Figure 7.1. Deprotonation of an α-Carbon, Forming a Carbanion

KEY CONCEPT

Electron-withdrawing groups like oxygen stabilize organic anions. Electron-donating groups like alkyl groups destabilize organic anions.

The α-hydrogens of ketones tend to be slightly less acidic than those of aldehydes due to the electron-donating properties of the additional alkyl group in a ketone. This property is the same reason that alkyl groups help to stabilize carbocations—but in this case, they destabilize the carbanion.

Steric Hindrance

In reactions, aldehydes are slightly more reactive to nucleophiles than ketones. This is due in part to steric hindrance in the ketone, which arises from the additional alkyl group that ketones contain. When the nucleophile approaches the ketone or aldehyde in order to react, the additional alkyl groups on the ketone are in the way, more so than the single hydrogen of the aldehyde.

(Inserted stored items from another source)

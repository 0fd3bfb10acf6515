//! The versioned export envelope the frontend consumes.

use chrono::{DateTime, Utc};
use packetscope_core::{PacketPath, SimulationStep, simulate};
use serde::{Deserialize, Serialize};
use thiserror::Error;

use crate::metadata::ContractMetadata;
use crate::options::ExportOptions;

/// Contract schema version. 2.x tags mutations by operation and attaches
/// conntrack state per function; 1.x consumers cannot read it.
pub const CONTRACT_VERSION: &str = "2.0.0";

/// Kernel version the catalogs are based on.
pub const KERNEL_VERSION: &str = "5.10.8";

#[derive(Debug, Error)]
pub enum ContractError {
    #[error("failed to serialize contract: {0}")]
    Serialize(#[from] serde_json::Error),
}

/// One path bundled with its pre-computed simulation.
#[derive(Debug, Clone, PartialEq, Serialize, Deserialize)]
#[serde(rename_all = "camelCase")]
pub struct PathEntry {
    pub path: PacketPath,
    #[serde(skip_serializing_if = "Option::is_none")]
    pub simulation: Option<Vec<SimulationStep>>,
}

/// The complete contract: catalogs, simulations, and rendering metadata.
#[derive(Debug, Clone, PartialEq, Serialize, Deserialize)]
#[serde(rename_all = "camelCase")]
pub struct Contract {
    pub version: String,
    pub kernel_version: String,
    pub generated_at: DateTime<Utc>,
    pub paths: Vec<PathEntry>,
    pub metadata: ContractMetadata,
}

impl Contract {
    /// Assemble the contract from the built-in catalogs.
    ///
    /// Pure apart from the caller-supplied timestamp: identical options and
    /// timestamp produce byte-identical JSON.
    pub fn build(options: &ExportOptions, generated_at: DateTime<Utc>) -> Self {
        let paths = packetscope_paths::builtin_paths()
            .into_iter()
            .map(|path| {
                let simulation = options
                    .include_simulation
                    .then(|| simulate(&path, options.simulation_params()).steps);
                PathEntry { path, simulation }
            })
            .collect();

        Self {
            version: CONTRACT_VERSION.to_string(),
            kernel_version: KERNEL_VERSION.to_string(),
            generated_at,
            paths,
            metadata: ContractMetadata::new(options),
        }
    }

    /// Render to JSON, indented or compact per `pretty`.
    pub fn to_json(&self, pretty: bool) -> Result<String, ContractError> {
        let json = if pretty {
            serde_json::to_string_pretty(self)?
        } else {
            serde_json::to_string(self)?
        };
        Ok(json)
    }
}

#[cfg(test)]
mod tests {
    use super::*;
    use chrono::TimeZone;

    fn fixed_timestamp() -> DateTime<Utc> {
        Utc.with_ymd_and_hms(2021, 1, 12, 8, 30, 0).unwrap()
    }

    #[test]
    fn test_envelope_carries_versions_and_both_paths() {
        let contract = Contract::build(&ExportOptions::default(), fixed_timestamp());
        assert_eq!(contract.version, "2.0.0");
        assert_eq!(contract.kernel_version, "5.10.8");
        assert_eq!(contract.paths.len(), 2);
        assert_eq!(contract.paths[0].path.id, "tcp_ipv4_egress");
        assert_eq!(contract.paths[1].path.id, "tcp_ipv4_ingress");
    }

    #[test]
    fn test_simulations_are_present_by_default() {
        let contract = Contract::build(&ExportOptions::default(), fixed_timestamp());
        for entry in &contract.paths {
            let simulation = entry.simulation.as_ref().unwrap();
            assert_eq!(simulation.len(), entry.path.functions.len());
        }
    }

    #[test]
    fn test_no_sim_drops_the_simulation_key() {
        let options = ExportOptions {
            include_simulation: false,
            ..Default::default()
        };
        let contract = Contract::build(&options, fixed_timestamp());
        let json = contract.to_json(false).unwrap();
        assert!(!json.contains("\"simulation\""));
        assert!(json.contains("\"entryPoint\":\"tcp_sendmsg\""));
    }

    #[test]
    fn test_identical_inputs_produce_identical_json() {
        let options = ExportOptions::default();
        let first = Contract::build(&options, fixed_timestamp())
            .to_json(true)
            .unwrap();
        let second = Contract::build(&options, fixed_timestamp())
            .to_json(true)
            .unwrap();
        assert_eq!(first, second);
    }

    #[test]
    fn test_camel_case_wire_keys() {
        let contract = Contract::build(&ExportOptions::default(), fixed_timestamp());
        let json = contract.to_json(false).unwrap();
        for key in [
            "\"kernelVersion\"",
            "\"generatedAt\"",
            "\"headerSizes\"",
            "\"bufferSize\"",
            "\"payloadSize\"",
            "\"skbuffState\"",
            "\"edgeTaken\"",
            "\"conntrackState\"",
            "\"isErrorPath\"",
        ] {
            assert!(json.contains(key), "missing {key}");
        }
    }

    #[test]
    fn test_compact_output_is_a_single_line() {
        let contract = Contract::build(&ExportOptions::default(), fixed_timestamp());
        let compact = contract.to_json(false).unwrap();
        assert!(!compact.contains('\n'));
        let pretty = contract.to_json(true).unwrap();
        assert!(pretty.contains('\n'));
    }

    #[test]
    fn test_contract_round_trips_through_json() {
        let contract = Contract::build(&ExportOptions::default(), fixed_timestamp());
        let json = contract.to_json(true).unwrap();
        let back: Contract = serde_json::from_str(&json).unwrap();
        assert_eq!(back, contract);
    }
}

This makes for a higher-energy, more crowded intermediate step. Remember, higher-energy intermediates mean that the reaction is less likely to proceed.

KEY CONCEPT

Ketones are slightly less likely to react with nucleophiles than aldehydes because the extra alkyl group destabilizes the carbanion and increases steric hindrance.

MCAT CONCEPT CHECK 7.1:

Before you move on, assess your understanding of the material with these questions.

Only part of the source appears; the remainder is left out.